A tiger used to pass near their house very frequently.
Lady pebet was frightened by the presence of the tiger. She felt unsafe for her children.
Her husband told her a plan to scare the tiger away.
So, the next time when the tiger passed by, mother pebet pinched her children to cry loudly.
Husband pebet loudly told his wife to keep the crying children quiet.
She answered to him that the children were asking her to give tiger meats at that odd time.
She said that she had given them some dried tiger meats but her children were demanding fresh tiger meats.
The pebet couple were talking loudly to make the tiger hear them.
Hearing those words, the tiger thought that those pebets were not normal pebets. Thus, he ran away and never came back.

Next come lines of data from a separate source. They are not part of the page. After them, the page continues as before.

//! In-memory type table implementing both collaborator traits the core
//! needs: [`TypeIntrospector`] for composites and [`LeafClassifier`] for
//! primitives.
//!
//! ```rust
//! use typeschema_registry::{builder::DefinitionBuilder, registry::TypeRegistry};
//!
//! let registry = TypeRegistry::with_primitives()
//!     .with_definition(DefinitionBuilder::new("Point").property("x", "f64").build());
//!
//! assert!(registry.contains("Point"));
//! assert!(registry.contains("f64"));
//! ```
//!
//! A registry can also be loaded from JSON with [`TypeRegistry::from_json`]:
//!
//! ```json
//! {
//!   "enums": { "Color": ["red", "green"] },
//!   "types": [
//!     { "name": "Pixel",
//!       "fields": [ { "name": "color", "ty": "Color" } ],
//!       "accessors": [ { "name": "getColor" } ] }
//!   ]
//! }
//! ```
use std::collections::{BTreeMap, HashMap};

use schemars::JsonSchema;
use serde::{Deserialize, Serialize};

use typeschema_core::{
    descriptor::{TypeDefinition, TypeName},
    error::Result,
    introspect::{LeafClassifier, LeafKind, TypeIntrospector},
    node::SchemaKind,
    schema_util::leaf_schema_for,
};

const STRING_TYPES: &[&str] = &["String", "str", "char"];
const INTEGER_TYPES: &[&str] = &[
    "i8", "i16", "i32", "i64", "i128", "isize", "u8", "u16", "u32", "u64", "u128", "usize",
];
const NUMBER_TYPES: &[&str] = &["f32", "f64"];
const BOOLEAN_TYPES: &[&str] = &["bool"];
const NULL_TYPES: &[&str] = &["()"];

#[derive(Debug, Clone, Default)]
pub struct TypeRegistry {
    definitions: HashMap<TypeName, TypeDefinition>,
    leaves: HashMap<TypeName, LeafKind>,
}

/// Serialisable form of a registry.
#[derive(Debug, Clone, Default, Serialize, Deserialize)]
pub struct TypeTable {
    #[serde(default)]
    pub types: Vec<TypeDefinition>,
    #[serde(default)]
    pub enums: BTreeMap<String, Vec<String>>,
}

impl TypeRegistry {
    /// An empty registry: no leaves, no composites.
    pub fn new() -> Self {
        Self::default()
    }

    /// A registry pre-populated with the Rust primitive types.
    pub fn with_primitives() -> Self {
        let mut registry = Self::new();
        let groups = [
            (STRING_TYPES, SchemaKind::String),
            (INTEGER_TYPES, SchemaKind::Integer),
            (NUMBER_TYPES, SchemaKind::Number),
            (BOOLEAN_TYPES, SchemaKind::Boolean),
            (NULL_TYPES, SchemaKind::Null),
        ];
        for (names, kind) in groups {
            for name in names {
                registry.register_leaf(*name, LeafKind::Primitive(kind));
            }
        }
        registry
    }

    /// Primitives plus every type and enum of a JSON [`TypeTable`].
    pub fn from_json(json: &str) -> Result<Self> {
        let table: TypeTable = serde_json::from_str(json)?;
        let mut registry = Self::with_primitives();
        registry.extend_from_table(table);
        Ok(registry)
    }

    pub fn extend_from_table(&mut self, table: TypeTable) {
        for (name, values) in table.enums {
            self.register_enum(name, values);
        }
        for definition in table.types {
            self.register(definition);
        }
    }

    /// Snapshot of the composite definitions, sorted by name.
    pub fn to_table(&self) -> TypeTable {
        let mut types: Vec<TypeDefinition> = self.definitions.values().cloned().collect();
        types.sort_by(|a, b| a.name.cmp(&b.name));
        let enums = self
            .leaves
            .iter()
            .filter_map(|(name, kind)| match kind {
                LeafKind::Enum(values) => Some((name.to_string(), values.clone())),
                _ => None,
            })
            .collect();
        TypeTable { types, enums }
    }

    /// Add or replace a composite definition.
    pub fn register(&mut self, definition: TypeDefinition) -> &mut Self {
        tracing::trace!(ty = %definition.name, "register type");
        self.definitions.insert(definition.name.clone(), definition);
        self
    }

    pub fn register_leaf(&mut self, name: impl Into<TypeName>, kind: LeafKind) -> &mut Self {
        self.leaves.insert(name.into(), kind);
        self
    }

    pub fn register_enum<I, S>(&mut self, name: impl Into<TypeName>, values: I) -> &mut Self
    where
        I: IntoIterator<Item = S>,
        S: Into<String>,
    {
        let values = values.into_iter().map(Into::into).collect();
        self.register_leaf(name, LeafKind::Enum(values))
    }

    /// Register `name` as a leaf whose schema is derived from `T` by
    /// `schemars`.
    pub fn register_json_schema<T>(&mut self, name: impl Into<TypeName>) -> Result<&mut Self>
    where
        T: JsonSchema + ?Sized,
    {
        let node = leaf_schema_for::<T>()?;
        Ok(self.register_leaf(name, LeafKind::Schema(node)))
    }

    /// By-value variant of [`register`](Self::register) for chaining.
    pub fn with_definition(mut self, definition: TypeDefinition) -> Self {
        self.register(definition);
        self
    }

    pub fn with_definitions(
        mut self,
        definitions: impl IntoIterator<Item = TypeDefinition>,
    ) -> Self {
        for definition in definitions {
            self.register(definition);
        }
        self
    }

    pub fn contains(&self, name: &str) -> bool {
        self.definitions.contains_key(name) || self.leaves.contains_key(name)
    }

    pub fn len(&self) -> usize {
        self.definitions.len() + self.leaves.len()
    }

    pub fn is_empty(&self) -> bool {
        self.definitions.is_empty() && self.leaves.is_empty()
    }
}

impl TypeIntrospector for TypeRegistry {
    fn definition(&self, name: &TypeName) -> Option<&TypeDefinition> {
        self.definitions.get(name)
    }
}

impl LeafClassifier for TypeRegistry {
    fn classify(&self, name: &TypeName) -> Option<LeafKind> {
        self.leaves.get(name).cloned()
    }
}

#[cfg(test)]
mod tests {
    use super::*;
    use crate::builder::DefinitionBuilder;

    #[test]
    fn primitives_are_classified() {
        let registry = TypeRegistry::with_primitives();
        assert_eq!(
            registry.classify(&"u64".into()),
            Some(LeafKind::Primitive(SchemaKind::Integer))
        );
        assert_eq!(
            registry.classify(&"String".into()),
            Some(LeafKind::Primitive(SchemaKind::String))
        );
        assert_eq!(registry.classify(&"Unknown".into()), None);
    }

    #[test]
    fn ancestry_walks_parents_most_derived_first() {
        let registry = TypeRegistry::new()
            .with_definition(DefinitionBuilder::new("C").extends("B").build())
            .with_definition(DefinitionBuilder::new("B").extends("A").build())
            .with_definition(DefinitionBuilder::new("A").build());

        let chain: Vec<_> = registry
            .ancestry(&"C".into())
            .iter()
            .map(|def| def.name.to_string())
            .collect();
        assert_eq!(chain, ["C", "B", "A"]);
    }

    #[test]
    fn ancestry_stops_on_self_extension() {
        let registry = TypeRegistry::new()
            .with_definition(DefinitionBuilder::new("Loop").extends("Loop").build());
        assert_eq!(registry.ancestry(&"Loop".into()).len(), 1);
    }

    #[test]
    fn table_round_trips_through_json() {
        let json = r#"{
            "enums": { "Color": ["red", "green"] },
            "types": [
                { "name": "Pixel",
                  "fields": [ { "name": "color", "ty": "Color" } ],
                  "accessors": [ { "name": "getColor" } ] }
            ]
        }"#;
        let registry = TypeRegistry::from_json(json).unwrap();
        assert!(registry.contains("Pixel"));
        assert_eq!(
            registry.classify(&"Color".into()),
            Some(LeafKind::Enum(vec!["red".into(), "green".into()]))
        );

        let table = registry.to_table();
        assert_eq!(table.types.len(), 1);
        assert_eq!(table.enums["Color"], ["red", "green"]);
    }
}
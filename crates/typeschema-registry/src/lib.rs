//! In-memory type tables for `typeschema-core`.
//!
//! * [`registry`] – [`TypeRegistry`], an introspector and leaf classifier
//!   backed by hash maps, loadable from JSON.
//! * [`builder`] – [`DefinitionBuilder`], fluent construction of type
//!   definitions with matching accessors.
//! * [`batch`] – [`DefinitionsBatch`], one document with shared types under
//!   `definitions`.
pub mod batch;
pub mod builder;
pub mod registry;

pub use batch::DefinitionsBatch;
pub use builder::DefinitionBuilder;
pub use registry::{TypeRegistry, TypeTable};
//! Collaborator interfaces consumed by the core.
//!
//! The schema wrapper never inspects a language runtime. Everything it
//! knows about a type comes through three small traits:
//!
//! * [`TypeIntrospector`] – "describe this composite type",
//! * [`LeafClassifier`] – "is this a primitive, and which one?",
//! * [`DynamicMembers`] – an optional hook contributing synthetic accessors.
//!
//! `typeschema-registry` ships an in-memory implementation of the first two.
use crate::{
    descriptor::{AccessorDef, TypeDefinition, TypeName},
    error::BoxError,
    node::{SchemaKind, SchemaNode},
};

/// Provides the definition of composite types.
///
/// Implementations must be deterministic in *content*. The order of fields
/// and accessors is not relied upon for output ordering.
pub trait TypeIntrospector: Send + Sync {
    fn definition(&self, name: &TypeName) -> Option<&TypeDefinition>;

    /// The definition of `name` followed by its ancestors, most-derived
    /// first. Unknown ancestors end the chain; a repeated name ends it too
    /// so a malformed table cannot loop.
    fn ancestry<'a>(&'a self, name: &TypeName) -> Vec<&'a TypeDefinition> {
        let mut chain: Vec<&TypeDefinition> = Vec::new();
        let mut next = self.definition(name);
        while let Some(def) = next {
            if chain.iter().any(|seen| seen.name == def.name) {
                break;
            }
            chain.push(def);
            next = def.parent.as_ref().and_then(|parent| self.definition(parent));
        }
        chain
    }
}

/// Primitive classification of a leaf type.
#[derive(Debug, Clone, PartialEq)]
pub enum LeafKind {
    /// `{"type": <kind>}`
    Primitive(SchemaKind),
    /// `{"type": "string", "enum": [...]}`
    Enum(Vec<String>),
    /// A ready-made schema, e.g. produced by `schemars`.
    Schema(SchemaNode),
    /// `{}` – accepts anything.
    Untyped,
}

pub trait LeafClassifier: Send + Sync {
    /// `None` means "not a leaf".
    fn classify(&self, name: &TypeName) -> Option<LeafKind>;
}

/// Optional hook that contributes accessors a type does not declare itself.
/// A failure aborts the generation of the whole root type.
pub trait DynamicMembers: Send + Sync {
    fn dynamic_accessors(&self, definition: &TypeDefinition)
    -> Result<Vec<AccessorDef>, BoxError>;
}
//! The output tree.
//!
//! A [`SchemaNode`] is a JSON object under construction. It owns its
//! children outright: attaching a property or an `items` schema moves the
//! child node into the parent, so the finished document is a strict tree.
//!
//! Keys are kept in the map's natural (sorted) order. Together with the
//! sorted property discovery this makes the serialised output a pure
//! function of the type graph.
use serde::{Deserialize, Serialize};
use serde_json::{Map, Value};

pub const TAG_TYPE: &str = "type";
pub const TAG_PROPERTIES: &str = "properties";
pub const TAG_REQUIRED: &str = "required";
pub const TAG_ITEMS: &str = "items";
pub const TAG_REF: &str = "$ref";
pub const TAG_ADDITIONAL_PROPERTIES: &str = "additionalProperties";
pub const TAG_SCHEMA: &str = "$schema";
pub const TAG_DEFINITIONS: &str = "definitions";

/// JSON-Schema primitive classification of a node.
#[derive(Debug, Clone, Copy, PartialEq, Eq, Hash, Serialize, Deserialize)]
#[serde(rename_all = "lowercase")]
pub enum SchemaKind {
    Object,
    Array,
    String,
    Integer,
    Number,
    Boolean,
    Null,
}

impl SchemaKind {
    pub fn as_str(self) -> &'static str {
        match self {
            SchemaKind::Object => "object",
            SchemaKind::Array => "array",
            SchemaKind::String => "string",
            SchemaKind::Integer => "integer",
            SchemaKind::Number => "number",
            SchemaKind::Boolean => "boolean",
            SchemaKind::Null => "null",
        }
    }
}

#[derive(Debug, Clone, Default, PartialEq, Serialize, Deserialize)]
#[serde(transparent)]
pub struct SchemaNode(Map<String, Value>);

impl SchemaNode {
    pub fn new() -> Self {
        Self(Map::new())
    }

    pub fn of_kind(kind: SchemaKind) -> Self {
        let mut node = Self::new();
        node.set_kind(kind);
        node
    }

    /// A reference marker: `{"$ref": target}` and nothing else.
    pub fn reference(target: impl Into<String>) -> Self {
        let mut node = Self::new();
        node.insert(TAG_REF, target.into());
        node
    }

    pub fn set_kind(&mut self, kind: SchemaKind) {
        self.insert(TAG_TYPE, kind.as_str());
    }

    pub fn kind(&self) -> Option<&str> {
        self.0.get(TAG_TYPE).and_then(Value::as_str)
    }

    pub fn insert(&mut self, key: impl Into<String>, value: impl Into<Value>) -> Option<Value> {
        self.0.insert(key.into(), value.into())
    }

    pub fn remove(&mut self, key: &str) -> Option<Value> {
        self.0.remove(key)
    }

    pub fn get(&self, key: &str) -> Option<&Value> {
        self.0.get(key)
    }

    pub fn contains_key(&self, key: &str) -> bool {
        self.0.contains_key(key)
    }

    pub fn len(&self) -> usize {
        self.0.len()
    }

    pub fn is_empty(&self) -> bool {
        self.0.is_empty()
    }

    pub fn is_reference(&self) -> bool {
        self.0.contains_key(TAG_REF)
    }

    /// Insert `schema` under `properties.<name>`, replacing any previous
    /// entry of the same name.
    pub fn set_property(&mut self, name: impl Into<String>, schema: SchemaNode) {
        let properties = self
            .0
            .entry(TAG_PROPERTIES)
            .or_insert_with(|| Value::Object(Map::new()));
        if let Value::Object(map) = properties {
            map.insert(name.into(), schema.into_value());
        }
    }

    pub fn property(&self, name: &str) -> Option<&Value> {
        self.0
            .get(TAG_PROPERTIES)
            .and_then(Value::as_object)
            .and_then(|properties| properties.get(name))
    }

    pub fn property_count(&self) -> usize {
        self.0
            .get(TAG_PROPERTIES)
            .and_then(Value::as_object)
            .map_or(0, Map::len)
    }

    /// Append `name` to the `required` array. Duplicates are kept.
    pub fn add_required(&mut self, name: impl Into<String>) {
        let required = self
            .0
            .entry(TAG_REQUIRED)
            .or_insert_with(|| Value::Array(Vec::new()));
        if let Value::Array(names) = required {
            names.push(Value::String(name.into()));
        }
    }

    pub fn set_items(&mut self, items: SchemaNode) {
        self.insert(TAG_ITEMS, items.into_value());
    }

    /// Widen `type` so that `null` is accepted as well. Untyped nodes
    /// already accept `null` and are left alone.
    pub fn make_nullable(&mut self) {
        let Some(value) = self.0.get_mut(TAG_TYPE) else {
            return;
        };
        match value {
            Value::String(kind) if kind.as_str() != SchemaKind::Null.as_str() => {
                let kind = std::mem::take(kind);
                *value = Value::Array(vec![
                    Value::String(kind),
                    Value::from(SchemaKind::Null.as_str()),
                ]);
            }
            Value::Array(kinds)
                if !kinds
                    .iter()
                    .any(|kind| kind.as_str() == Some(SchemaKind::Null.as_str())) =>
            {
                kinds.push(Value::from(SchemaKind::Null.as_str()));
            }
            _ => {}
        }
    }

    /// A node that says nothing beyond a single `type`: no properties, no
    /// metadata, no restrictions. `informational` names one extra keyword
    /// that does not constrain instances and is ignored by the check.
    pub fn is_degenerate(&self, informational: Option<&str>) -> bool {
        self.0.get(TAG_TYPE).is_none_or(Value::is_string)
            && self
                .0
                .keys()
                .all(|key| key == TAG_TYPE || Some(key.as_str()) == informational)
    }

    pub fn as_map(&self) -> &Map<String, Value> {
        &self.0
    }

    pub fn to_value(&self) -> Value {
        Value::Object(self.0.clone())
    }

    pub fn into_value(self) -> Value {
        Value::Object(self.0)
    }
}

impl From<SchemaNode> for Value {
    fn from(node: SchemaNode) -> Self {
        node.into_value()
    }
}

impl From<Map<String, Value>> for SchemaNode {
    fn from(map: Map<String, Value>) -> Self {
        Self(map)
    }
}
//! Type-graph vocabulary shared by every crate in the workspace.
//!
//! A type graph is described as plain data: each composite type is a
//! [`TypeDefinition`] listing its declared [`FieldDef`]s, its accessor-like
//! members ([`AccessorDef`]) and, optionally, the ancestor it extends.
//! Member types are referenced through [`TypeDescriptor`]s, which carry the
//! *name* of the target type rather than a pointer to it, so cyclic graphs
//! need no special representation.
//!
//! All types derive `Serialize`/`Deserialize`, which allows a whole type
//! table to be shipped as JSON:
//!
//! ```rust
//! use typeschema_core::descriptor::TypeDefinition;
//!
//! let def: TypeDefinition = serde_json::from_str(r#"{
//!     "name": "Node",
//!     "fields": [
//!         { "name": "id", "ty": "String" },
//!         { "name": "children", "ty": { "array": "Node" } }
//!     ],
//!     "accessors": [ { "name": "getId" }, { "name": "getChildren" } ]
//! }"#).unwrap();
//!
//! assert_eq!(def.fields.len(), 2);
//! ```
use std::{borrow::Borrow, fmt::Display};

use serde::{Deserialize, Serialize};

use crate::metadata::Attributes;

/// Structural identity of a type. Two names are the same type iff their
/// strings are equal.
#[derive(Debug, Clone, PartialEq, Eq, Hash, PartialOrd, Ord, Serialize, Deserialize)]
#[serde(transparent)]
pub struct TypeName(String);

impl TypeName {
    pub fn new(name: impl Into<String>) -> Self {
        Self(name.into())
    }

    pub fn as_str(&self) -> &str {
        &self.0
    }
}

impl Display for TypeName {
    fn fmt(&self, f: &mut std::fmt::Formatter<'_>) -> std::fmt::Result {
        f.write_str(&self.0)
    }
}

impl Borrow<str> for TypeName {
    fn borrow(&self) -> &str {
        &self.0
    }
}

impl From<&str> for TypeName {
    fn from(value: &str) -> Self {
        Self(value.to_owned())
    }
}

impl From<String> for TypeName {
    fn from(value: String) -> Self {
        Self(value)
    }
}

/// Declared type of a member.
///
/// * `Named` – a leaf or composite type looked up by name.
/// * `Array` – an ordered collection of the element type.
#[derive(Debug, Clone, PartialEq, Eq, Hash, Serialize, Deserialize)]
#[serde(untagged)]
pub enum TypeDescriptor {
    Named(TypeName),
    Array { array: Box<TypeDescriptor> },
}

impl TypeDescriptor {
    pub fn named(name: impl Into<TypeName>) -> Self {
        Self::Named(name.into())
    }

    pub fn array_of(element: impl Into<TypeDescriptor>) -> Self {
        Self::Array {
            array: Box::new(element.into()),
        }
    }

    /// Innermost named type, looking through any number of array layers.
    pub fn element_name(&self) -> &TypeName {
        match self {
            Self::Named(name) => name,
            Self::Array { array } => array.element_name(),
        }
    }
}

impl From<&str> for TypeDescriptor {
    fn from(value: &str) -> Self {
        Self::Named(value.into())
    }
}

impl From<TypeName> for TypeDescriptor {
    fn from(value: TypeName) -> Self {
        Self::Named(value)
    }
}

/// A declared data member of a type.
#[derive(Debug, Clone, PartialEq, Serialize, Deserialize)]
pub struct FieldDef {
    pub name: String,
    pub ty: TypeDescriptor,
    #[serde(default, skip_serializing_if = "Attributes::is_empty")]
    pub attributes: Attributes,
}

impl FieldDef {
    pub fn new(name: impl Into<String>, ty: impl Into<TypeDescriptor>) -> Self {
        Self {
            name: name.into(),
            ty: ty.into(),
            attributes: Attributes::default(),
        }
    }

    pub fn with_attributes(mut self, attributes: Attributes) -> Self {
        self.attributes = attributes;
        self
    }
}

/// Where an accessor comes from. Only `Declared` accessors are eligible to
/// become properties; the others are built-in protocol members that every
/// type of that family exposes.
#[derive(Debug, Clone, Copy, Default, PartialEq, Eq, Hash, Serialize, Deserialize)]
#[serde(rename_all = "snake_case")]
pub enum AccessorOrigin {
    #[default]
    Declared,
    /// Inherited from the implicit root of every type hierarchy.
    RootAncestor,
    /// Contributed by a collection protocol (size, iteration, …).
    CollectionProtocol,
}

/// An accessor-like callable member (`getName`, `isActive`, …).
#[derive(Debug, Clone, PartialEq, Serialize, Deserialize)]
pub struct AccessorDef {
    pub name: String,
    #[serde(default)]
    pub params: usize,
    #[serde(default)]
    pub is_static: bool,
    #[serde(default)]
    pub origin: AccessorOrigin,
    #[serde(default, skip_serializing_if = "Option::is_none")]
    pub attributes: Option<Attributes>,
}

impl AccessorDef {
    /// A declared, parameterless instance accessor.
    pub fn getter(name: impl Into<String>) -> Self {
        Self {
            name: name.into(),
            params: 0,
            is_static: false,
            origin: AccessorOrigin::Declared,
            attributes: None,
        }
    }

    pub fn with_params(mut self, params: usize) -> Self {
        self.params = params;
        self
    }

    pub fn with_static(mut self, is_static: bool) -> Self {
        self.is_static = is_static;
        self
    }

    pub fn with_origin(mut self, origin: AccessorOrigin) -> Self {
        self.origin = origin;
        self
    }

    pub fn with_attributes(mut self, attributes: Attributes) -> Self {
        self.attributes = Some(attributes);
        self
    }
}

/// Everything the introspection provider knows about one composite type.
#[derive(Debug, Clone, PartialEq, Serialize, Deserialize)]
pub struct TypeDefinition {
    pub name: TypeName,
    #[serde(default, skip_serializing_if = "Option::is_none")]
    pub parent: Option<TypeName>,
    #[serde(default)]
    pub fields: Vec<FieldDef>,
    #[serde(default)]
    pub accessors: Vec<AccessorDef>,
    #[serde(default, skip_serializing_if = "Attributes::is_empty")]
    pub attributes: Attributes,
}

impl TypeDefinition {
    pub fn new(name: impl Into<TypeName>) -> Self {
        Self {
            name: name.into(),
            parent: None,
            fields: Vec::new(),
            accessors: Vec::new(),
            attributes: Attributes::default(),
        }
    }
}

== Meeting with a vulture ==
Once a pebet (ꯄꯦꯕꯦꯠ) and a vulture had a disagreement about who would be the next king of the birds. Vulture claimed he was the strongest and thus, he deserved to be the king. Pebet claimed that he was wiser than him, and thus, he deserved to be the king. Pebet called the vulture as a fool. The vulture got angry. He tried to kill the pebet.
He chased the pebet. The pebet flew among the "shaneibi" bamboo plants to save himself. As he had a small body, he fitted to be among the bamboo plants. The vulture forgot his own size. So, in anger, he flew among the bamboo plants towards the pebet.
He hit himself to the bamboo plants and died. Following the vulture's death, pebet became the king.

== In popular culture ==
A classic Meitei drama named "Pebet" (ꯄꯦꯕꯦꯠ) was directed by Heisnam Kanhailal. The story of the play was based on that of the pebet birds facing threat from a monk cat. In the particular play, the folktale was compared to the Hinduisation and Sanskritisation (domination of traditional Meitei culture by Hindu culture) in Manipur. It was performed in different international theatrical shows. It was first shown in the year 1976. It was shown in the Prithvi Theatre Festival in 2006. It was also shown in the International Theatre Conference 2015 of the International Federation for Theatre and Department of Theatre Arts, University of Hyderabad.
In 2017, the same play was performed in the Theatre Workshop of the Banga Bhavan Silchar, organised by the Bhabhikal, Silchar and the Sangeet Natak Akademi, Delhi.

In 2017, the same play was performed on the second day of the 19th Bharat Rang Mahotsav in India.

Heisnam Kanhailal portrayed his wife Sabitri Heisnam as the mother pebet in the play.